La legge Vassalli entra in vigore nel 1988 a seguito della consultazione referendaria tenutasi in Italia nel novembre 1987 in cui le forze politiche proponenti riuscirono ad ottenere un risultato mai più raggiunto: oltre l’80% dei votanti rispose affermativamente alla domanda di abrogazione delle norme in vigore in quel tempo per stabilire una responsabilità civile dei giudici. A quella conclamata vittoria dei si, il Parlamento rispose con una legge, la n° 177/88 appunto, che decisamente si allontanava dalla decisione presa dagli Italiani nel referendum. La legge Vassalli eludendo intenzionalmente la volontà espressa dalla Sovranità Popolare, fece ricadere gli errori commessi dal magistrato sullo Stato e non sui giudici chiamando addirittura a risarcimento lo strato meno abbiente della cittadinanza Italiana. Vediamo come. In questa analisi si deve partire dal principio fondamentale enunciato dall’articolo 3 della nostra Costituzione: l’eguaglianza di tutti i cittadini di fronte alla legge nel senso che tutti i cittadini rispondono alle leggi in ugual maniera e senza distinzioni di sorta. In Italia questo enunciato non è più vero. I cittadini in generale, e quelli che appartengono a tutte le categorie professionali in particolare, rispondono personalmente sotto il profilo penale e sotto il profilo civile con il loro patrimonio degli errori che vengono commessi, nell’esercizio delle loro prestazioni d’opera, a danno di altri cittadini. Ad es. il medico risponde di lesioni colpose se sbaglia la diagnosi ed il paziente rimane invalido, il chirurgo ugualmente se sbaglia l’intervento chirurgico e dall’errore il paziente subisce menomazioni. Altresì il chirurgo risponde di omicidio colposo se, durante o dopo l’intervento si riconduce al suo errore la causa della morte. In questo caso è emblematica e di oggettivo interesse la sentenza n. 20790 depositata il 28 settembre 2009 dalla terza sezione civile della Corte di Cassazione che richiama i medici ad "adottare tutte le precauzioni per impedire prevedibili complicazioni e di adoperare tutta la scrupolosa attenzione che la particolarità del caso richiede, secondo la prudenza e la diligenza esigibili dalla specializzazione posseduta". Per l'inosservanza di tali obblighi il medico "risponde anche per colpa lieve" come già sancito peraltro nella sentenza n. 9085/2006. Non si hanno dubbi che tali prescrizioni si estendano a tutte le categorie professionali.
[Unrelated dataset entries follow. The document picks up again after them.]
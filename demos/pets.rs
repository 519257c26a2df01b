//! A small pet store with three media types on the same resources.
//!
//! Run with:
//!   RUST_LOG=info cargo run --example pets
//!
//! Try:
//!   curl http://localhost:3000/api/pets
//!   curl http://localhost:3000/api/pets/1 -H 'accept: application/pet+json'
//!   curl http://localhost:3000/api/pets/1 -H 'accept: application/old-pet+json'
//!   curl -X POST http://localhost:3000/api/pets \
//!        -H 'content-type: application/pet+json' \
//!        -H 'authorization: alice' \
//!        -d '{"firstName":"Honey","lastName":"Bee"}'

use std::collections::BTreeMap;
use std::sync::{Arc, Mutex};

use http::StatusCode;
use mediaroute::{
    AdapterConfig, BoxFuture, Formatter, HttpError, HttpResponse, Principal, Request, RouteBuilder,
    RouteParams, RouterAdapter, SecurityContext, SecurityContextProvider, Server,
};
use serde_json::{Value, json};

type Store = Arc<Mutex<BTreeMap<u64, Value>>>;

/// Treats the `authorization` header as a user name. Demo only.
struct HeaderAuth;

impl SecurityContextProvider for HeaderAuth {
    fn security_context<'a>(
        &'a self,
        req: &'a Request,
    ) -> BoxFuture<'a, Result<Arc<dyn SecurityContext>, HttpError>> {
        let context: Arc<dyn SecurityContext> = match req.header("authorization") {
            Some(user) => Arc::new(Principal(user.to_owned())),
            None => Arc::new(mediaroute::Anonymous),
        };
        Box::pin(async move { Ok(context) })
    }
}

#[tokio::main]
async fn main() -> Result<(), mediaroute::Error> {
    tracing_subscriber::fmt()
        .with_env_filter(tracing_subscriber::EnvFilter::from_default_env())
        .init();

    let store: Store = Arc::new(Mutex::new(BTreeMap::from([
        (1, json!({ "id": 1, "firstName": "Rex", "lastName": "Dog" })),
    ])));

    // The internal model keeps first and last name apart; `old-pet` clients
    // only know a single `name`.
    let pet = Formatter::new("application/pet+json")
        .from_request(|body, _| Ok(json!({ "firstName": body["firstName"], "lastName": body["lastName"] })))
        .for_response(|model, _| Ok(model));
    let old_pet = Formatter::new("application/old-pet+json")
        .for_response(|model, _| {
            let name = format!(
                "{} {}",
                model["firstName"].as_str().unwrap_or_default(),
                model["lastName"].as_str().unwrap_or_default(),
            );
            Ok(json!({ "id": model["id"], "name": name.trim() }))
        });
    let pets = Formatter::new("application/pets+json")
        .for_response(|model, _| Ok(json!({ "items": model })));

    let routes = vec![
        RouteBuilder::new()
            .path("/pets")
            .allow_anonymous()
            .media_type(pets)
            .media_type(Formatter::new("application/json").for_response(|m, _| Ok(m)))
            .get(list(Arc::clone(&store)))
            .build()?,
        RouteBuilder::new()
            .path("/pets/:petId")
            .allow_anonymous()
            .media_type(pet.clone())
            .media_type(old_pet)
            .media_type(Formatter::new("application/json").for_response(|m, _| Ok(m)))
            .get(fetch(Arc::clone(&store)))
            .build()?,
        RouteBuilder::new()
            .path("/pets")
            .media_type(pet)
            .post(create(Arc::clone(&store)))
            .build()?,
    ];

    let router = RouterAdapter::new(AdapterConfig::from_env()?.with_base_path("/api"))
        .security_context_provider(HeaderAuth)
        .adapt(&routes)?;

    Server::bind(([0, 0, 0, 0], 3000).into()).serve(router).await
}

// GET /api/pets
fn list(store: Store) -> impl Fn(RouteParams) -> BoxFuture<'static, Result<Value, HttpError>> {
    move |_| {
        let store = Arc::clone(&store);
        Box::pin(async move {
            let pets = store.lock().map_err(|_| HttpError::unknown("store poisoned"))?;
            Ok(Value::Array(pets.values().cloned().collect()))
        })
    }
}

// GET /api/pets/:petId → 404 when the id is unknown
fn fetch(store: Store) -> impl Fn(RouteParams) -> BoxFuture<'static, Result<Value, HttpError>> {
    move |params| {
        let store = Arc::clone(&store);
        Box::pin(async move {
            let id: u64 = params.param("petId")
                .and_then(|id| id.parse().ok())
                .ok_or_else(|| HttpError::bad_request("petId must be a number"))?;
            let pets = store.lock().map_err(|_| HttpError::unknown("store poisoned"))?;
            pets.get(&id)
                .cloned()
                .ok_or_else(|| HttpError::new(StatusCode::NOT_FOUND, format!("no pet {id}")))
        })
    }
}

// POST /api/pets → 201 with a location header, nothing to format
fn create(store: Store) -> impl Fn(RouteParams) -> BoxFuture<'static, Result<HttpResponse, HttpError>> {
    move |params| {
        let store = Arc::clone(&store);
        Box::pin(async move {
            let mut model = params.into_model()
                .ok_or_else(|| HttpError::bad_request("a pet is required"))?;
            let mut pets = store.lock().map_err(|_| HttpError::unknown("store poisoned"))?;
            let id = pets.keys().next_back().map_or(1, |last| last + 1);
            model["id"] = id.into();
            pets.insert(id, model);
            Ok(HttpResponse::builder()
                .status(StatusCode::CREATED)
                .header("location", &format!("/api/pets/{id}"))
                .no_body())
        })
    }
}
Ancora: l’ingegnere che sbagliando i calcoli provoca il crollo del palazzo o del ponte risponde in toto, dal danno al manufatto sino al danno alla persona, laddove si dimostri che il danno è stato da egli stesso cagionato a qualsiasi titolo. In sostanza i professionisti, ma più genericamente tutti i cittadini, rispondono personalmente dei danni cagionati a terzi. Un principio questo ampiamente accettato e condiviso in tutti gli ordinamenti degli Stati moderni.
Il giudice, figura professionale come le altre, cittadino come gli altri, reclutato nell’amministrazione giudiziaria mediante concorso pubblico (non avendo natura elettiva in Italia), viene invece tenuto al riparo dalle conseguenze dell’errore a lui stesso riconducibile. Se emette un provvedimento restrittivo della libertà o, comunque, un provvedimento iniquo in tutte le sue accezioni che danneggia un cittadino che risulti estraneo ai fatti contestati, il giudice non viene chiamato in giudizio a rispondere del suo operato.
Viene dispensato ex lege dall’obbligo di responsabilità personale in aperto contrasto col principio enunciato dall’art. 3 della Costituzione, sia sotto il profilo penale e sia sotto il profilo civile ( risarcimento del danno ). Quindi se il giudice pronuncia una sentenza errata egli gode della immunità/impunità che lo esonera dall’obbligo di rispondere penalmente e civilmente dell’errore commesso e dal danno cagionato nell'esercizio delle sue funzioni.
Secondo l’articolato Vassalli (legge n. 117/88), il giudice risponde dell’errore giudiziario, limitatamente ai casi di privazione della libertà personale, solo in caso di dolo o colpa grave, limitando il già ristrettissimo ambito cui il danneggiato può chiedere soddisfazione del danno patito.
L’art. 2 della legge infatti elenca i casi che costituiscono colpa grave. Essi sono: a) la grave violazione di legge determinata da negligenza inescusabile; b) l’affermazione, determinata da negligenza inescusabile, di un fatto la cui esistenza è incontrastabilmente esclusa dagli atti del procedimento;
c) la negazione, determinata da negligenza inescusabile, di un fatto la cui esistenza risulta incontrastabilmente dagli atti del procedimento: d) l’emissione di provvedimento concernente la libertà della persona fuori dei casi consentiti dalla legge oppure senza motivazione. Al riguardo è sintomatica una delle più recenti massime della Suprema Corte, allorché limita le ipotesi di responsabilità ai soli casi di “evidente, grossolana e macroscopica violazione della norma stessa, ovvero una lettura di essa in termini contrastanti con ogni criterio logico o l'adozione di scelte aberranti nella ricostruzione della volontà del legislatore o la manipolazione assolutamente arbitraria del testo normativo o ancora lo sconfinamento dell'interpretazione nel diritto libero” (Cass. Civ. n. 7272/2008). Limitando quindi ulteriormente, si ribadisce, il diritto al risarcimento del cittadino.
Certamente i principi dettati dalla norma, in uno con l’interpretazione datane dalla suprema corte, intendono salvaguardare il principio costituzionale della libertà e della indipendenza della funzione giurisdizionale; tuttavia la rarissima applicazione della legge, anche in considerazione della presenza di una fase di delibazione di ammissibilità, deve far riflettere su quella che si può chiaramente definire come inaccessibilità di fatto alla tutela risarcitoria.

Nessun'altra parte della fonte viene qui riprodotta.